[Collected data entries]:

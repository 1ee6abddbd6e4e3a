use axum::extract::State;
use axum::http::StatusCode;
use axum::Json;
use serde::Serialize;
use tracing::{info, instrument};

use crate::error::MayflyError;
use crate::metrics;
use crate::server::AppState;
use crate::types::DocumentDescriptor;

use super::ApiError;

#[derive(Debug, Serialize)]
pub struct FeedDocumentResponse {
    /// Number of (term, doc) tuples accepted for indexing.
    pub accepted: usize,
}

/// Ingestion endpoint: validates the document and enqueues its postings.
/// Accepted documents become visible at the next maintenance apply.
#[instrument(skip(state, doc), fields(doc_id = doc.doc_id, features = doc.features.len()))]
pub async fn feed_document(
    State(state): State<AppState>,
    Json(doc): Json<DocumentDescriptor>,
) -> Result<(StatusCode, Json<FeedDocumentResponse>), ApiError> {
    match state.view.feed(&doc) {
        Ok(accepted) => {
            metrics::DOCUMENTS_INGESTED_TOTAL.inc();
            info!(accepted, "document enqueued");
            Ok((
                StatusCode::ACCEPTED,
                Json(FeedDocumentResponse { accepted }),
            ))
        }
        Err(e) => {
            let reason = match &e {
                MayflyError::QueueFull => "queue_full",
                MayflyError::PipelineStopped => "stopping",
                _ => "invalid",
            };
            metrics::INGEST_REJECTED_TOTAL
                .with_label_values(&[reason])
                .inc();
            Err(ApiError(e))
        }
    }
}
//! Criterion micro-benchmarks for Mayfly CPU-bound hot paths.
//!
//! Run all:     `cargo bench`
//! Run subset:  `cargo bench -- apply`

use std::sync::Arc;

use criterion::{black_box, criterion_group, criterion_main, BenchmarkId, Criterion, Throughput};
use rand::Rng;

use mayfly::index::{EventIndex, ExpireTable};
use mayfly::query::QueryExecutor;
use mayfly::ranking::Ranker;
use mayfly::types::{EventTuple, Feature};

// ---------------------------------------------------------------------------
// Helpers
// ---------------------------------------------------------------------------

fn random_batch(terms: u64, docs: u64, n: usize) -> Vec<EventTuple> {
    let mut rng = rand::thread_rng();
    (0..n)
        .map(|_| EventTuple {
            doc_id: rng.gen_range(0..docs),
            term_id: rng.gen_range(0..terms),
            weight: rng.gen_range(0.0..10.0),
            expire_time: rng.gen_range(1_000..1_000_000),
        })
        .collect()
}

fn populated_index(terms: u64, docs: u64, n: usize) -> Arc<EventIndex> {
    let index = Arc::new(EventIndex::new(1024, 1 << 24));
    index.batch_update(&random_batch(terms, docs, n));
    index.apply(0);
    index
}

// ---------------------------------------------------------------------------
// 1. Staging and apply
// ---------------------------------------------------------------------------

fn bench_apply(c: &mut Criterion) {
    let mut group = c.benchmark_group("apply");

    for &batch_size in &[100usize, 1_000, 10_000] {
        group.throughput(Throughput::Elements(batch_size as u64));
        group.bench_with_input(
            BenchmarkId::new("stage_and_apply", batch_size),
            &batch_size,
            |bench, &n| {
                bench.iter_batched(
                    || (EventIndex::new(1024, 1 << 24), random_batch(64, 10_000, n)),
                    |(index, batch)| {
                        index.batch_update(black_box(&batch));
                        index.apply(0)
                    },
                    criterion::BatchSize::SmallInput,
                );
            },
        );
    }

    // Single edit against an already-large list: the incremental
    // chunk-sharing path.
    let index = populated_index(1, 100_000, 100_000);
    group.bench_function("single_edit_large_list", |bench| {
        bench.iter(|| {
            index.update(black_box(50_000), 0, 1.0, 1_000_000);
            index.apply(0)
        });
    });

    group.finish();
}

// ---------------------------------------------------------------------------
// 2. Expiration table churn
// ---------------------------------------------------------------------------

fn bench_expire_table(c: &mut Criterion) {
    let mut group = c.benchmark_group("expire_table");

    group.bench_function("update_100k", |bench| {
        let mut rng = rand::thread_rng();
        let keys: Vec<(u64, u64, i64)> = (0..100_000u64)
            .map(|doc| (doc % 64, doc, rng.gen_range(0..1_000_000)))
            .collect();
        bench.iter_batched(
            ExpireTable::new,
            |mut table| {
                for &(term_id, doc_id, t) in &keys {
                    table.update((term_id, doc_id), t);
                }
                table.size()
            },
            criterion::BatchSize::SmallInput,
        );
    });

    group.bench_function("expire_half_of_100k", |bench| {
        let mut rng = rand::thread_rng();
        bench.iter_batched(
            || {
                let mut table = ExpireTable::new();
                for doc in 0..100_000u64 {
                    table.update((doc % 64, doc), rng.gen_range(0..1_000_000));
                }
                table
            },
            |mut table| table.expire_with_limit(500_000, usize::MAX).len(),
            criterion::BatchSize::SmallInput,
        );
    });

    group.finish();
}

// ---------------------------------------------------------------------------
// 3. Query execution
// ---------------------------------------------------------------------------

fn bench_query(c: &mut Criterion) {
    let mut group = c.benchmark_group("query");

    let index = populated_index(64, 50_000, 200_000);
    let executor = QueryExecutor::new(index, Ranker::Direct);

    for &terms in &[2usize, 4, 8, 16] {
        let query: Vec<Feature> = (0..terms as u64)
            .map(|term_id| Feature {
                term_id,
                weight: 1.0,
            })
            .collect();
        group.bench_with_input(BenchmarkId::new("top_10", terms), &terms, |bench, _| {
            bench.iter(|| executor.execute(black_box(&query), 10));
        });
    }

    group.finish();
}

criterion_group!(benches, bench_apply, bench_expire_table, bench_query);
criterion_main!(benches);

[About this exercise]: Line by line, retype all of the entries.

[Response area]:
repository 1ee6abddbd6e4e3a
use axum::extract::State;
use axum::http::StatusCode;
use axum::Json;
use serde::Serialize;
use tracing::{info, instrument};

use crate::error::MayflyError;
use crate::metrics;
use crate::server::AppState;
use crate::types::DocumentDescriptor;

use super::ApiError;

#[derive(Debug, Serialize)]
pub struct FeedDocumentResponse {
    /// Number of (term, doc) tuples accepted for indexing.
    pub accepted: usize,
}

/// Ingestion endpoint: validates the document and enqueues its postings.
/// Accepted documents become visible at the next maintenance apply.
#[instrument(skip(state, doc), fields(doc_id = doc.doc_id, features = doc.features.len()))]
pub async fn feed_document(
    State(state): State<AppState>,
    Json(doc): Json<DocumentDescriptor>,
) -> Result<(StatusCode, Json<FeedDocumentResponse>), ApiError> {
    match state.view.feed(&doc) {
        Ok(accepted) => {
            metrics::DOCUMENTS_INGESTED_TOTAL.inc();
            info!(accepted, "document enqueued");
            Ok((
                StatusCode::ACCEPTED,
                Json(FeedDocumentResponse { accepted }),
            ))
        }
        Err(e) => {
            let reason = match &e {
                MayflyError::QueueFull => "queue_full",
                MayflyError::PipelineStopped => "stopping",
                _ => "invalid",
            };
            metrics::INGEST_REJECTED_TOTAL
                .with_label_values(&[reason])
                .inc();
            Err(ApiError(e))
        }
    }
}
//! Criterion micro-benchmarks for Mayfly CPU-bound hot paths.
//!
//! Run all:     `cargo bench`
//! Run subset:  `cargo bench -- apply`

use std::sync::Arc;

use criterion::{black_box, criterion_group, criterion_main, BenchmarkId, Criterion, Throughput};
use rand::Rng;

use mayfly::index::{EventIndex, ExpireTable};
use mayfly::query::QueryExecutor;
use mayfly::ranking::Ranker;
use mayfly::types::{EventTuple, Feature};

// ---------------------------------------------------------------------------
// Helpers
// ---------------------------------------------------------------------------

fn random_batch(terms: u64, docs: u64, n: usize) -> Vec<EventTuple> {
    let mut rng = rand::thread_rng();
    (0..n)
        .map(|_| EventTuple {
            doc_id: rng.gen_range(0..docs),
            term_id: rng.gen_range(0..terms),
            weight: rng.gen_range(0.0..10.0),
            expire_time: rng.gen_range(1_000..1_000_000),
        })
        .collect()
}

fn populated_index(terms: u64, docs: u64, n: usize) -> Arc<EventIndex> {
    let index = Arc::new(EventIndex::new(1024, 1 << 24));
    index.batch_update(&random_batch(terms, docs, n));
    index.apply(0);
    index
}

// ---------------------------------------------------------------------------
// 1. Staging and apply
// ---------------------------------------------------------------------------

fn bench_apply(c: &mut Criterion) {
    let mut group = c.benchmark_group("apply");

    for &batch_size in &[100usize, 1_000, 10_000] {
        group.throughput(Throughput::Elements(batch_size as u64));
        group.bench_with_input(
            BenchmarkId::new("stage_and_apply", batch_size),
            &batch_size,
            |bench, &n| {
                bench.iter_batched(
                    || (EventIndex::new(1024, 1 << 24), random_batch(64, 10_000, n)),
                    |(index, batch)| {
                        index.batch_update(black_box(&batch));
                        index.apply(0)
                    },
                    criterion::BatchSize::SmallInput,
                );
            },
        );
    }

    // Single edit against an already-large list: the incremental
    // chunk-sharing path.
    let index = populated_index(1, 100_000, 100_000);
    group.bench_function("single_edit_large_list", |bench| {
        bench.iter(|| {
            index.update(black_box(50_000), 0, 1.0, 1_000_000);
            index.apply(0)
        });
    });

    group.finish();
}

// ---------------------------------------------------------------------------
// 2. Expiration table churn
// ---------------------------------------------------------------------------

fn bench_expire_table(c: &mut Criterion) {
    let mut group = c.benchmark_group("expire_table");

    group.bench_function("update_100k", |bench| {
        let mut rng = rand::thread_rng();
        let keys: Vec<(u64, u64, i64)> = (0..100_000u64)
            .map(|doc| (doc % 64, doc, rng.gen_range(0..1_000_000)))
            .collect();
        bench.iter_batched(
            ExpireTable::new,
            |mut table| {
                for &(term_id, doc_id, t) in &keys {
                    table.update((term_id, doc_id), t);
                }
                table.size()
            },
            criterion::BatchSize::SmallInput,
        );
    });

    group.bench_function("expire_half_of_100k", |bench| {
        let mut rng = rand::thread_rng();
        bench.iter_batched(
            || {
                let mut table = ExpireTable::new();
                for doc in 0..100_000u64 {
                    table.update((doc % 64, doc), rng.gen_range(0..1_000_000));
                }
                table
            },
            |mut table| table.expire_with_limit(500_000, usize::MAX).len(),
            criterion::BatchSize::SmallInput,
        );
    });

    group.finish();
}

// ---------------------------------------------------------------------------
// 3. Query execution
// ---------------------------------------------------------------------------

fn bench_query(c: &mut Criterion) {
    let mut group = c.benchmark_group("query");

    let index = populated_index(64, 50_000, 200_000);
    let executor = QueryExecutor::new(index, Ranker::Direct);

    for &terms in &[2usize, 4, 8, 16] {
        let query: Vec<Feature> = (0..terms as u64)
            .map(|term_id| Feature {
                term_id,
                weight: 1.0,
            })
            .collect();
        group.bench_with_input(BenchmarkId::new("top_10", terms), &terms, |bench, _| {
            bench.iter(|| executor.execute(black_box(&query), 10));
        });
    }

    group.finish();
}

criterion_group!(benches, bench_apply, bench_expire_table, bench_query);
criterion_main!(benches);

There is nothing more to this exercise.